Work instructions: Using the entries that follow, write out the line containing "#[arg(short, long)]", the line containing "pub struct Db", and every line between them, exactly and nothing else.

Saved data entries:
· · · ·
use crate::libs::backend;
use crate::libs::config::Config;
use crate::libs::messages::Message;
use crate::{msg_bail_anyhow, msg_success};
use anyhow::Result;
use clap::Args;

#[derive(Debug, Args)]
pub struct DoneArgs {
    /// Id of a main task or a subtask
    #[arg(required = true)]
    id: String,

    /// Mark as not done
    #[arg(short, long)]
    undo: bool,
}

pub async fn cmd(args: DoneArgs) -> Result<()> {
    let mut planner = backend::planner(&Config::read()?).await?;
    planner.refresh().await?;

    let title = match planner.find(&args.id) {
        Some(task) => task.title.clone(),
        None => msg_bail_anyhow!(Message::TaskNotFoundWithId(args.id)),
    };
    planner.set_completed(&args.id, !args.undo).await?;

    if args.undo {
        msg_success!(Message::TaskReopened(title));
    } else {
        msg_success!(Message::TaskCompleted(title));
    }
    Ok(())
}
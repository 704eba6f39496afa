use super::migrations::MigrationManager;
use crate::libs::data_storage::DataStorage;
use anyhow::Result;
use rusqlite::Connection;
use std::path::Path;

pub const DB_FILE_NAME: &str = "taskgen.db";

/// SQLite connection with the schema migrated to the latest version.
pub struct Db {
    pub conn: Connection,
}

impl Db {
    /// Opens the database in the application data directory.
    pub fn new() -> Result<Db> {
        let db_file_path = DataStorage::new().get_path(DB_FILE_NAME)?;
        Self::open(&db_file_path)
    }

    pub fn open(path: &Path) -> Result<Db> {
        Self::prepare(Connection::open(path)?)
    }

    /// Opens a private in-memory database.
    pub fn in_memory() -> Result<Db> {
        Self::prepare(Connection::open_in_memory()?)
    }

    fn prepare(mut conn: Connection) -> Result<Db> {
        MigrationManager::new().migrate(&mut conn)?;
        Ok(Db { conn })
    }
}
· · · ·
Solution for this problem:
    #[arg(short, long)]
    undo: bool,
}

pub async fn cmd(args: DoneArgs) -> Result<()> {
    let mut planner = backend::planner(&Config::read()?).await?;
    planner.refresh().await?;

    let title = match planner.find(&args.id) {
        Some(task) => task.title.clone(),
        None => msg_bail_anyhow!(Message::TaskNotFoundWithId(args.id)),
    };
    planner.set_completed(&args.id, !args.undo).await?;

    if args.undo {
        msg_success!(Message::TaskReopened(title));
    } else {
        msg_success!(Message::TaskCompleted(title));
    }
    Ok(())
}
repository 704eba6f39496afa
use super::migrations::MigrationManager;
use crate::libs::data_storage::DataStorage;
use anyhow::Result;
use rusqlite::Connection;
use std::path::Path;

pub const DB_FILE_NAME: &str = "taskgen.db";

/// SQLite connection with the schema migrated to the latest version.
pub struct Db {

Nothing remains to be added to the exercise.